(Collected data entries)
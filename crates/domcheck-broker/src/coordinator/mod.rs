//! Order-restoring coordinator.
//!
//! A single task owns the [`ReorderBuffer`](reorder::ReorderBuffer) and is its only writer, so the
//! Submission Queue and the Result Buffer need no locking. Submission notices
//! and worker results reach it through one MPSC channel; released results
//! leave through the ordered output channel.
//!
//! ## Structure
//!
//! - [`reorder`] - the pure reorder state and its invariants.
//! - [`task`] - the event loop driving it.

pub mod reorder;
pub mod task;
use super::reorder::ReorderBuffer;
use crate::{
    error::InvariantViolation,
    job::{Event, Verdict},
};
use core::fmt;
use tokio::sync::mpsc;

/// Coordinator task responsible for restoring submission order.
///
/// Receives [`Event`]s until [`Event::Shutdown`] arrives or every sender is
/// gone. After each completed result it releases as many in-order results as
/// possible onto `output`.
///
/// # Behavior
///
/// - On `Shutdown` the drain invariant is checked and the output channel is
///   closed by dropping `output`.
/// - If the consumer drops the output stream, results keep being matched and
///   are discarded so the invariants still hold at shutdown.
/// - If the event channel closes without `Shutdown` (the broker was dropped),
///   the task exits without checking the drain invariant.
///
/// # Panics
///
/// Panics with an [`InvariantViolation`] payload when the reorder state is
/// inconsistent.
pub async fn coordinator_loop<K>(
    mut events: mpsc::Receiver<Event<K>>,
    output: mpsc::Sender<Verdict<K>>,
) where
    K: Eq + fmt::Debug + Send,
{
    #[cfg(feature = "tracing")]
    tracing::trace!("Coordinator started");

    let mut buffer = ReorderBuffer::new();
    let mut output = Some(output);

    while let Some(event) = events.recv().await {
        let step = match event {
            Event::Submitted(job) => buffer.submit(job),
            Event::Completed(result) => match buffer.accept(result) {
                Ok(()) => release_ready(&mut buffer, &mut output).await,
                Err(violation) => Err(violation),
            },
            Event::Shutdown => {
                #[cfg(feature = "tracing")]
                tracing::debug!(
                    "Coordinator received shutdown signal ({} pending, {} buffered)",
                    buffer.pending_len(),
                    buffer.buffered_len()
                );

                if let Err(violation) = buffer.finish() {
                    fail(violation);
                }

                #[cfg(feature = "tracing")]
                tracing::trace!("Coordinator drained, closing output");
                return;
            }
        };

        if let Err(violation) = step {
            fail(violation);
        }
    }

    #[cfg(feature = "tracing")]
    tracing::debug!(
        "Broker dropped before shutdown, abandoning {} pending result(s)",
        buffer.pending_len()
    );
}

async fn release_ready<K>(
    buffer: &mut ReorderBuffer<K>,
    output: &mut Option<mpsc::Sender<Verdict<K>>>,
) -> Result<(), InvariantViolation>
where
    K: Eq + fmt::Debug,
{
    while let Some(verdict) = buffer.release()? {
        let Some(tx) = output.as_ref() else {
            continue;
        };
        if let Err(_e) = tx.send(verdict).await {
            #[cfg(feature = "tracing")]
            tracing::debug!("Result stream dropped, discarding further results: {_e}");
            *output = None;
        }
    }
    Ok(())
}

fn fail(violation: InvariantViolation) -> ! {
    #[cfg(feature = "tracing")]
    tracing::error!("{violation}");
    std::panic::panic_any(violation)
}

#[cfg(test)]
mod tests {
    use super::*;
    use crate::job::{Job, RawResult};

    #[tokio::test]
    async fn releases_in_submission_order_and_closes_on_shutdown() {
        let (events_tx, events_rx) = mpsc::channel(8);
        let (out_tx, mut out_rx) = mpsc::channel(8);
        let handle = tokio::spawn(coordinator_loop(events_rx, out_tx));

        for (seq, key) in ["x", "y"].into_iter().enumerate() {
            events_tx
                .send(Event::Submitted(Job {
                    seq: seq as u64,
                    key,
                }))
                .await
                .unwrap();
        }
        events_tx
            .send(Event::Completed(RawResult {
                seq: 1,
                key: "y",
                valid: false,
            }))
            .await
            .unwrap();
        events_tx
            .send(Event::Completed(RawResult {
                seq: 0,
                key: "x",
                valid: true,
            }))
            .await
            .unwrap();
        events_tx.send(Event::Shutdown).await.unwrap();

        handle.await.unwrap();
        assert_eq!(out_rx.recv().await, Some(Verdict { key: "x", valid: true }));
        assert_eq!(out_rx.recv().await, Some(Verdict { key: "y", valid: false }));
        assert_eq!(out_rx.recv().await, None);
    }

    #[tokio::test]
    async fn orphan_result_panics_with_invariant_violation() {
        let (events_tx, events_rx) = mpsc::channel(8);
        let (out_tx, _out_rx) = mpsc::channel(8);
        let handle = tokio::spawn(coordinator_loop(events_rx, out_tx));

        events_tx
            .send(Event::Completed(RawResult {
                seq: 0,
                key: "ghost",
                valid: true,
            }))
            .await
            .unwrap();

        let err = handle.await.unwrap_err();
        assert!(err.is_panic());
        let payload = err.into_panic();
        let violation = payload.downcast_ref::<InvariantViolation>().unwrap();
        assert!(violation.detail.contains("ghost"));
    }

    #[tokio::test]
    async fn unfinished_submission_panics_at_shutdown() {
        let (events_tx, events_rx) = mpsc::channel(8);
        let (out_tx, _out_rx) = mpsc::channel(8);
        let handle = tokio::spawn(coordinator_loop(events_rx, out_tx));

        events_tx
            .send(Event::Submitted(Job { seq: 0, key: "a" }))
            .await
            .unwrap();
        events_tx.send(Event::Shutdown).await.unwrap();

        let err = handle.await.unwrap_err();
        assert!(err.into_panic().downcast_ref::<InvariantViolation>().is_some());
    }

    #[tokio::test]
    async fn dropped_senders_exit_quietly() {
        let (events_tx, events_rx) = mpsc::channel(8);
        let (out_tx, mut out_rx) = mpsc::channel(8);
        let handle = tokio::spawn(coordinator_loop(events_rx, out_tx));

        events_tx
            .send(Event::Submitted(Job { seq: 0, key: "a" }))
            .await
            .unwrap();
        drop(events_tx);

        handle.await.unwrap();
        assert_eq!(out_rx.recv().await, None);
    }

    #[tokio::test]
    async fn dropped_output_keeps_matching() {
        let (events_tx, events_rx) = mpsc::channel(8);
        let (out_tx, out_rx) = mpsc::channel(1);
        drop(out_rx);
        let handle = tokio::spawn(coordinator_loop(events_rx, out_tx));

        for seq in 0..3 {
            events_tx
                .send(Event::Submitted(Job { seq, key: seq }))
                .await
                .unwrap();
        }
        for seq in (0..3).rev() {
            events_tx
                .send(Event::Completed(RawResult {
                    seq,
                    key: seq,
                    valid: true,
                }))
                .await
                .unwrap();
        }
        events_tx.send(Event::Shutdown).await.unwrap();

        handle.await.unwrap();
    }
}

==

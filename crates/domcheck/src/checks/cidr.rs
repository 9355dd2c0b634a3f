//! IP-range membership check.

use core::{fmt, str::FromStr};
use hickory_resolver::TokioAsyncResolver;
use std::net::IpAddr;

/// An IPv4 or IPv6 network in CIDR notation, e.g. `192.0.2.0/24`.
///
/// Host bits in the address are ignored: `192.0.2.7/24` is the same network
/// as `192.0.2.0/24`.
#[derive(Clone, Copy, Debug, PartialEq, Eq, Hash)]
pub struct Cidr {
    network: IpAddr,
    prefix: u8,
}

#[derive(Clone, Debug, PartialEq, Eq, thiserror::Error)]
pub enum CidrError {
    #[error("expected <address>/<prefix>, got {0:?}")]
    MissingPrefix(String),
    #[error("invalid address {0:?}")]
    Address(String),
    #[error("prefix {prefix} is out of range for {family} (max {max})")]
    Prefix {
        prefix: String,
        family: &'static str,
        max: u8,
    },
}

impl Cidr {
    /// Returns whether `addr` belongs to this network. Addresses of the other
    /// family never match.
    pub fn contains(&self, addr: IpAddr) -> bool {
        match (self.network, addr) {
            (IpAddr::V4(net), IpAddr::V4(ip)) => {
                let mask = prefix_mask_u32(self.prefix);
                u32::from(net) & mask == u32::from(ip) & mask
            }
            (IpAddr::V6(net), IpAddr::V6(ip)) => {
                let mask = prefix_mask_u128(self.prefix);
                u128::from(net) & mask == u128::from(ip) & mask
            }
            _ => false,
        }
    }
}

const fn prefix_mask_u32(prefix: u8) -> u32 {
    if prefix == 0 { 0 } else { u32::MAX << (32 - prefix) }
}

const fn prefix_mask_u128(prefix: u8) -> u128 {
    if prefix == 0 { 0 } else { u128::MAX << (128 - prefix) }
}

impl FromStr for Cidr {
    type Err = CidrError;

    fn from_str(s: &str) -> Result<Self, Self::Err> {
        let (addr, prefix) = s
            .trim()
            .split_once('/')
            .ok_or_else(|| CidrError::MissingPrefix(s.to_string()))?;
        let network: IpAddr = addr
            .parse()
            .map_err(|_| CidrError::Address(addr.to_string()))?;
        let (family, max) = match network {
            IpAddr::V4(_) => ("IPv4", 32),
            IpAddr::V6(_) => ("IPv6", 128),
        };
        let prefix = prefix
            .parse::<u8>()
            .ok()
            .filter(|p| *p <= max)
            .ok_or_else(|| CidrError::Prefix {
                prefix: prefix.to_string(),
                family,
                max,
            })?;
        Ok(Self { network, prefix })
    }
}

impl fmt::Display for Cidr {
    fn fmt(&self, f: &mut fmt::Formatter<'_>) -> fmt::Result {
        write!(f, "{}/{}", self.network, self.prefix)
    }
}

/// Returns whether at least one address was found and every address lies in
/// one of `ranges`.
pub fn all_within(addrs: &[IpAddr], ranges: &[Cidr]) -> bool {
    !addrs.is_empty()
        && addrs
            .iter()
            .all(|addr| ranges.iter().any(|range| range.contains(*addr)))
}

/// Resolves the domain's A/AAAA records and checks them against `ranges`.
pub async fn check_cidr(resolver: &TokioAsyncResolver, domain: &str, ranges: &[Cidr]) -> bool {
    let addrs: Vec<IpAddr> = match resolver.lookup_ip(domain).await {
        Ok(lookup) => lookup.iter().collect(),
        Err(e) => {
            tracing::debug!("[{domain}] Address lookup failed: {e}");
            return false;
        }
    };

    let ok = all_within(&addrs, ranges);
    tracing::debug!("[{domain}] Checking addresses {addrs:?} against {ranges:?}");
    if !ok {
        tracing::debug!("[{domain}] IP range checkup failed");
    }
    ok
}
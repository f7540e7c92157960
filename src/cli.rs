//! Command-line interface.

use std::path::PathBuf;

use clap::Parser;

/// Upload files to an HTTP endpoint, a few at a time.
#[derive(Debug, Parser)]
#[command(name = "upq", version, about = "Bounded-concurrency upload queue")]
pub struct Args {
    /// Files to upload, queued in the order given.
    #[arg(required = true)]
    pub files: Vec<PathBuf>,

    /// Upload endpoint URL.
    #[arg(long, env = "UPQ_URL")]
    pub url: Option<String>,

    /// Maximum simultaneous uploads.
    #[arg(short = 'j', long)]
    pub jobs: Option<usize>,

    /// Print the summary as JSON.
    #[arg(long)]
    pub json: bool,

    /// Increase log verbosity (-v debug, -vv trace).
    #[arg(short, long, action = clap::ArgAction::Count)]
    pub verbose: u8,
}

WHAT TO WORK ON →
What lines in the entries above hold "Clone"? Copy every one.

RESULT →
#[derive(Clone, Copy, Debug, PartialEq, Eq, Hash)]
#[derive(Clone, Debug, PartialEq, Eq, thiserror::Error)]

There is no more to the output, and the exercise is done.